Collected data:
▬▬▬▬▬▬

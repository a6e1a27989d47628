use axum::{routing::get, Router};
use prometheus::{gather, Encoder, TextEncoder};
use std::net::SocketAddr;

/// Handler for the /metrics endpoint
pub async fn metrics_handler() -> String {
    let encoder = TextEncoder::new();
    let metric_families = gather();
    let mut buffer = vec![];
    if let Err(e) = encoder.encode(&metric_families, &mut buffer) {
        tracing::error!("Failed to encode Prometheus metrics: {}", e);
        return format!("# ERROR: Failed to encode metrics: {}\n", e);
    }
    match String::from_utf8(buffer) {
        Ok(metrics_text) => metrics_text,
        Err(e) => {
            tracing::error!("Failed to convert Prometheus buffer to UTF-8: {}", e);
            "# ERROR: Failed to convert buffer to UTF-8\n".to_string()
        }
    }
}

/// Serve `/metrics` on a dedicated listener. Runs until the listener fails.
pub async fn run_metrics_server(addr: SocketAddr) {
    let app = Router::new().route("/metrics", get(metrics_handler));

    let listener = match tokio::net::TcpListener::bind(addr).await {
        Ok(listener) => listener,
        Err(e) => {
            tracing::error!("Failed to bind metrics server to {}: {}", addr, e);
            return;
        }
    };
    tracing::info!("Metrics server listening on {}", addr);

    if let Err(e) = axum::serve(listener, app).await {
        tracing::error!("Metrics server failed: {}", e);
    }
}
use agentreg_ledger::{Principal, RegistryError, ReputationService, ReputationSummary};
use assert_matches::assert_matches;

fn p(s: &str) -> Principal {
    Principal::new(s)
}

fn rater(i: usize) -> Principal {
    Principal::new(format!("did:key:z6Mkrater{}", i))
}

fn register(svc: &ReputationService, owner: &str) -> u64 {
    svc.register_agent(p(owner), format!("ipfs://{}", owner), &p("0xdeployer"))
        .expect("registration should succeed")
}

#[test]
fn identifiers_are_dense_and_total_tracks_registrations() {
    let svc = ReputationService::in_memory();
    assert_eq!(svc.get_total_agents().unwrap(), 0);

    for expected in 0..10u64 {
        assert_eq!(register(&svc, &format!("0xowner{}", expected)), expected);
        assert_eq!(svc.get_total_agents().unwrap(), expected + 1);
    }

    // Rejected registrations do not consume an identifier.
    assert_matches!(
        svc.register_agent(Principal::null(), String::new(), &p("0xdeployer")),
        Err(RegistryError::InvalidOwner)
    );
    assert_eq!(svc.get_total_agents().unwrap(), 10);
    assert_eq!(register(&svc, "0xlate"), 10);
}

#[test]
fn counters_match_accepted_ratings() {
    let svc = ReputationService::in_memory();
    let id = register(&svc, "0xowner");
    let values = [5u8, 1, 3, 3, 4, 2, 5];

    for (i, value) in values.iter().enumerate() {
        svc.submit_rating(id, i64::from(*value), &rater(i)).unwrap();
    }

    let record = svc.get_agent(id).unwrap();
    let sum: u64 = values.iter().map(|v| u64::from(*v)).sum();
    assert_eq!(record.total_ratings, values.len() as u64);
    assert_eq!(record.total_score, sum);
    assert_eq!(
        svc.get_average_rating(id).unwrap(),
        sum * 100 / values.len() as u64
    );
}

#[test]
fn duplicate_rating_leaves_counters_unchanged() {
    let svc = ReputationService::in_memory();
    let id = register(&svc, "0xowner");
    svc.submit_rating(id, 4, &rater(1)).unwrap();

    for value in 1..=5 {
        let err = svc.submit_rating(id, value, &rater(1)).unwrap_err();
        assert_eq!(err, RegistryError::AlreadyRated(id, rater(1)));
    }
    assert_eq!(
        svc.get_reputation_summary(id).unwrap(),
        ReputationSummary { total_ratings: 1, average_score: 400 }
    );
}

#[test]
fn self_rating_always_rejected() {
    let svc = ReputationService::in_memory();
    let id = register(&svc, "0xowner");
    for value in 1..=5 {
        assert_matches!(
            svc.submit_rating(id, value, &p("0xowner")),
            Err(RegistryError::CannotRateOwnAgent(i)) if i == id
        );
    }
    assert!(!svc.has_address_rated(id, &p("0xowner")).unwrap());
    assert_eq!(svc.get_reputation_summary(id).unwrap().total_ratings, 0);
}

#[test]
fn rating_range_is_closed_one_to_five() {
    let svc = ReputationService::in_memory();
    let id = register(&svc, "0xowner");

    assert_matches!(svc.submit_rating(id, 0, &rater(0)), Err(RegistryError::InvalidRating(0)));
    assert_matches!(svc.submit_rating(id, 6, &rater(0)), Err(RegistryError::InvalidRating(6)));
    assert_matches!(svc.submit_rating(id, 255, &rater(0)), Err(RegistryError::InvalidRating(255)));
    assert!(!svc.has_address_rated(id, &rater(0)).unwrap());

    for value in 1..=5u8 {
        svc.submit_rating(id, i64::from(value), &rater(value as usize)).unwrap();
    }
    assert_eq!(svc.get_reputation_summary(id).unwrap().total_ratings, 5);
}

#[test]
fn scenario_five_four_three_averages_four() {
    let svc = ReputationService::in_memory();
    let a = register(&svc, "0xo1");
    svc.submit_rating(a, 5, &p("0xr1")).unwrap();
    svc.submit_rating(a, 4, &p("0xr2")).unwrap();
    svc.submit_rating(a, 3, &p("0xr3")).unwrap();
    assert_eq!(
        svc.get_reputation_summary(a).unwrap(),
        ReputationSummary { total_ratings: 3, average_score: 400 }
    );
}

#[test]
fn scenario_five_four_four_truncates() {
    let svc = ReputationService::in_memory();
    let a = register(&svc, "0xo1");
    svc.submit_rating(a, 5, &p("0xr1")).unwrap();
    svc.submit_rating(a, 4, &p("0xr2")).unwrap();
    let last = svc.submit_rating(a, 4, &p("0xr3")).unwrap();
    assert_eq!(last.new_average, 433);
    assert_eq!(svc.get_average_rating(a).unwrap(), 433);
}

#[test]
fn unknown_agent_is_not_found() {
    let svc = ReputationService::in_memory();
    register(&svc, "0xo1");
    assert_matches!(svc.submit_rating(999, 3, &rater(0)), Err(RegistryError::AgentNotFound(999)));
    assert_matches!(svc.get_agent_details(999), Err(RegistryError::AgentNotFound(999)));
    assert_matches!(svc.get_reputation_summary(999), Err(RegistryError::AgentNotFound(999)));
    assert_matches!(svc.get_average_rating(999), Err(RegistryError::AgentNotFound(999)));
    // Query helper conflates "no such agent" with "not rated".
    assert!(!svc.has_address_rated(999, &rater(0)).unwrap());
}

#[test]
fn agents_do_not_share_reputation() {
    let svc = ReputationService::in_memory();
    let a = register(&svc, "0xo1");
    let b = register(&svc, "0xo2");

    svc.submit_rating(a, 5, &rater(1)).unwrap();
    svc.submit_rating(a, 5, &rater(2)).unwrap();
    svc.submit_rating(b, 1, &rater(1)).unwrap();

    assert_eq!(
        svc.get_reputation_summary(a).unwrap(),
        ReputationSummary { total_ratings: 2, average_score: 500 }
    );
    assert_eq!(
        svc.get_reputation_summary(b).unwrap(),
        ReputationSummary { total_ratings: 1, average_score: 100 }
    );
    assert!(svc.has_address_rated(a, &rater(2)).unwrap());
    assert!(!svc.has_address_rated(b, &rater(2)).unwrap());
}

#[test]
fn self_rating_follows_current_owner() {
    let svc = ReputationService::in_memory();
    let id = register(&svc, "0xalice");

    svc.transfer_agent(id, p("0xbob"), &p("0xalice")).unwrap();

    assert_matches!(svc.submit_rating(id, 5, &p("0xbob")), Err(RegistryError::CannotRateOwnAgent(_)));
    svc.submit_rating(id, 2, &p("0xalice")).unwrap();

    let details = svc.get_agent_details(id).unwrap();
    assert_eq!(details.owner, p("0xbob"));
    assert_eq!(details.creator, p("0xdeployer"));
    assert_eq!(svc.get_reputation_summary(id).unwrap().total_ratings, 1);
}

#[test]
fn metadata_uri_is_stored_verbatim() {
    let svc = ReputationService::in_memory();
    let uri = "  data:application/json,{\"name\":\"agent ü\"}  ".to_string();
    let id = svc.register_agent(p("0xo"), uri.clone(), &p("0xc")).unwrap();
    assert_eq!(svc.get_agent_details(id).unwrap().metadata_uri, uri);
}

▬▬▬▬▬▬

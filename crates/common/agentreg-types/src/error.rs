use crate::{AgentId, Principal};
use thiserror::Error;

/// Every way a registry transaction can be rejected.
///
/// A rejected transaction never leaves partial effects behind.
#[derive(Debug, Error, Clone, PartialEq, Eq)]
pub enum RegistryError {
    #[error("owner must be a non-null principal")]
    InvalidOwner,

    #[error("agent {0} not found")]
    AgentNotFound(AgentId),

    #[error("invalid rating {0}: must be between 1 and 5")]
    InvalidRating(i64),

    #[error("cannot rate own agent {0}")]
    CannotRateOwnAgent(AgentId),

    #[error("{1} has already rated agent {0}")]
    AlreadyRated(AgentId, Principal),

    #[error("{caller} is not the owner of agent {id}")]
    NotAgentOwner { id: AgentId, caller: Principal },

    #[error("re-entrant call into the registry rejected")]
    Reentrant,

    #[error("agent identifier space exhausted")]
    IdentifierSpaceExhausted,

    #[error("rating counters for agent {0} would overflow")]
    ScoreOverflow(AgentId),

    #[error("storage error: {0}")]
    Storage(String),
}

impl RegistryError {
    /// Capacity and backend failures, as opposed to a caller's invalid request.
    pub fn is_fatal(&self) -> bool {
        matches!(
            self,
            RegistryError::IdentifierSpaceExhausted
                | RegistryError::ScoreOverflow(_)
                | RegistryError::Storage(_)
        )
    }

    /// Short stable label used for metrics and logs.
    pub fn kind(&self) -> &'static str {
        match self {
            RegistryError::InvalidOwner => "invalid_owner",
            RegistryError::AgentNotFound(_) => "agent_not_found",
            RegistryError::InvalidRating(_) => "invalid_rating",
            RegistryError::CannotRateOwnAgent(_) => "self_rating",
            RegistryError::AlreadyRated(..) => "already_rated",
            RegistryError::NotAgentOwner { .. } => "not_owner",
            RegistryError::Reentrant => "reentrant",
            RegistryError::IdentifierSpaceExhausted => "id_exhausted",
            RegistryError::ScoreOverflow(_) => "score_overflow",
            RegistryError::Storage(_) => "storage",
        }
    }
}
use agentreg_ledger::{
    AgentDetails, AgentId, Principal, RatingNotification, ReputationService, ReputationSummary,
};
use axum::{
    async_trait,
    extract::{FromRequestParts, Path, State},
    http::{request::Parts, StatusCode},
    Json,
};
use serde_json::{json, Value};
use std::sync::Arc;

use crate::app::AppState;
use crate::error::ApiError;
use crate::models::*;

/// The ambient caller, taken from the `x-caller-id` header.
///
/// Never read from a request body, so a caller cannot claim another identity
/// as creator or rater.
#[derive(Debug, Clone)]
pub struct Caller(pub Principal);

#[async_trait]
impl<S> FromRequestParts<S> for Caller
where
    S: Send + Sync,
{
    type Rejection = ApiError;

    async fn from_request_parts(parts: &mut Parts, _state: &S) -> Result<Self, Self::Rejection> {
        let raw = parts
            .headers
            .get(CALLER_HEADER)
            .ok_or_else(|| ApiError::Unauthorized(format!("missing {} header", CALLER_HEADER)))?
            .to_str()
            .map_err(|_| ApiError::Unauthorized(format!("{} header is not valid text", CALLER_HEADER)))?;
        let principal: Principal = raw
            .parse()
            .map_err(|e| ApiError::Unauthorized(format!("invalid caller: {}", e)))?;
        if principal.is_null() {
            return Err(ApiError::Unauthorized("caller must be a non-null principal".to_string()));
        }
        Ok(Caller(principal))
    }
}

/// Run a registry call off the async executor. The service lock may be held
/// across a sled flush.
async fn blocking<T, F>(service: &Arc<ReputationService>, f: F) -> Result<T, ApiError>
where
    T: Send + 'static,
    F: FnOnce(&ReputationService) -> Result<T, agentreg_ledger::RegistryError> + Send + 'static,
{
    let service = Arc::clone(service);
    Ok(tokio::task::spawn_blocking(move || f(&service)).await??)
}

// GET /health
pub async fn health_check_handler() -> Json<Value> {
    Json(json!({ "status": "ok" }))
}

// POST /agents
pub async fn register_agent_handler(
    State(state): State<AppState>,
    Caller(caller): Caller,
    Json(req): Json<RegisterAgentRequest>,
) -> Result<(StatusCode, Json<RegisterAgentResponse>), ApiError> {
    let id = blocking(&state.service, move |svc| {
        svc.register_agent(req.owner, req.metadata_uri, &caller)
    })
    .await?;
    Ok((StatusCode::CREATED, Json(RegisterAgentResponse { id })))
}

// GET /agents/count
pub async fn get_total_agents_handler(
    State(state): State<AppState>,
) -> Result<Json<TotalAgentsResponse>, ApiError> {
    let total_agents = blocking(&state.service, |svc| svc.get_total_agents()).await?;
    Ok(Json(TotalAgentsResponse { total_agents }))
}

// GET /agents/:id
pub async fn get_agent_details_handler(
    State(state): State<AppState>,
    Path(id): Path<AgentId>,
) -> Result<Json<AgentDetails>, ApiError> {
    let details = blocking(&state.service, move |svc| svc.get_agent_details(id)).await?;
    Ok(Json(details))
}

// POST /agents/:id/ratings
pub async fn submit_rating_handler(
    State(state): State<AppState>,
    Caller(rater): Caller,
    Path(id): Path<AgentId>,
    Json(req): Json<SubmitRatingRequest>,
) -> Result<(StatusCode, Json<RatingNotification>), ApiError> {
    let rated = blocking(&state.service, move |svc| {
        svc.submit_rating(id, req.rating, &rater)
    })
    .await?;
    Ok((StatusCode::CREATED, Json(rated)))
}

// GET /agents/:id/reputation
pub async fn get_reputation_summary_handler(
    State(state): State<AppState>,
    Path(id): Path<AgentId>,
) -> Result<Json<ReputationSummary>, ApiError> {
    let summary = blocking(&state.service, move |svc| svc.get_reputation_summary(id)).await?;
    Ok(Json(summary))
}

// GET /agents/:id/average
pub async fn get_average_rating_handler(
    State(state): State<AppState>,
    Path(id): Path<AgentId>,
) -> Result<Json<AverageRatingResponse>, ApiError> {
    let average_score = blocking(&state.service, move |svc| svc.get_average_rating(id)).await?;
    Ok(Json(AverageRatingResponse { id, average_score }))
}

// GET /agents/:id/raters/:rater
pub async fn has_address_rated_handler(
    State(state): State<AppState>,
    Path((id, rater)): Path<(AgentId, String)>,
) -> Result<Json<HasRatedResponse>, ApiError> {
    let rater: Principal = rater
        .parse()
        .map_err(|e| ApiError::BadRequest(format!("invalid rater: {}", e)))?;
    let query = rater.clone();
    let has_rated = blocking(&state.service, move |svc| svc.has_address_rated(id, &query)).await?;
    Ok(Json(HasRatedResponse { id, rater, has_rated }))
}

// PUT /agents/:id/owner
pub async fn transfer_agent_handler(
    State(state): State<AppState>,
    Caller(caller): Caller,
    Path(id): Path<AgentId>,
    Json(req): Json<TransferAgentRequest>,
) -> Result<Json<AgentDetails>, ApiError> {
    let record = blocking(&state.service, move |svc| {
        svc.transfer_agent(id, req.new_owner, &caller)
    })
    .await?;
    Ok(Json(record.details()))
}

▬▬▬▬▬▬

▶ **Description of the task**: Only lines containing the string "CannotRateOwnAgent" belong in the answer; find them in the data above and copy them.

▶ **Result of this exercise**:
            Err(RegistryError::CannotRateOwnAgent(i)) if i == id
    assert_matches!(svc.submit_rating(id, 5, &p("0xbob")), Err(RegistryError::CannotRateOwnAgent(_)));
    CannotRateOwnAgent(AgentId),
            RegistryError::CannotRateOwnAgent(_) => "self_rating",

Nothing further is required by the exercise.